Cambodia was a potent rival of the Ayutthaya Kingdom in the 16th century. Following the Burmese subjugation of Ayutthaya in 1569, Cambodia launched numerous military expeditions into a weakened Siam between the 1560s and the 1580s. In 1570, Cambodian forces besieged Ayutthaya, but were repulsed by fierce resistance and the rainy season floods. In 1581, Cambodia sacked the Siamese city of Phetchaburi and emptied the city of its inhabitants.

Meanwhile, in 1572 and 1573-1575, the king of Lan Xang sent two invasions to subjugate Longvek. Both invasions ended in complete failure and the Lan Xang king was assumed to have died in the conflict.

In retribution for multiple Longvek raids on Ayutthaya, in 1587, Cambodia was attacked by the Siamese Crown Prince Naresuan, who failed to besiege the city of Longvek. In 1594, Longvek was successfully captured and sacked by Siamese forces and Cambodian royals were taken hostage and relocated to the court of Ayutthaya.
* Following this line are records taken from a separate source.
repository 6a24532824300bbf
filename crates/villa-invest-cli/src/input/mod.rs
pub mod file;
pub mod stdin;
pub mod client;
pub mod error;

pub use client::{ApiClient, FeedApi};
pub use error::{ApiError, ApiResult};
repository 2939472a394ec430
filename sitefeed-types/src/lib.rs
pub mod ids;
pub mod models;

// Re-export commonly used types at the crate root
pub use ids::*;
pub use models::*;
The initially fortunate circumstances of some members of the Longvek royal family, managing to seek refuge at the Lao court of Vientiane, ended tragically. The refugees never returned to demand their claims. Their sons, born and raised in Lan Xang, were alienated and while "moderately" manipulated, engaged in local court politics with the exiled Cambodians in Ayutthaya and had the ruling vassal King Ram I, who was of lower birth, killed with the help of Spanish and Portuguese sailors.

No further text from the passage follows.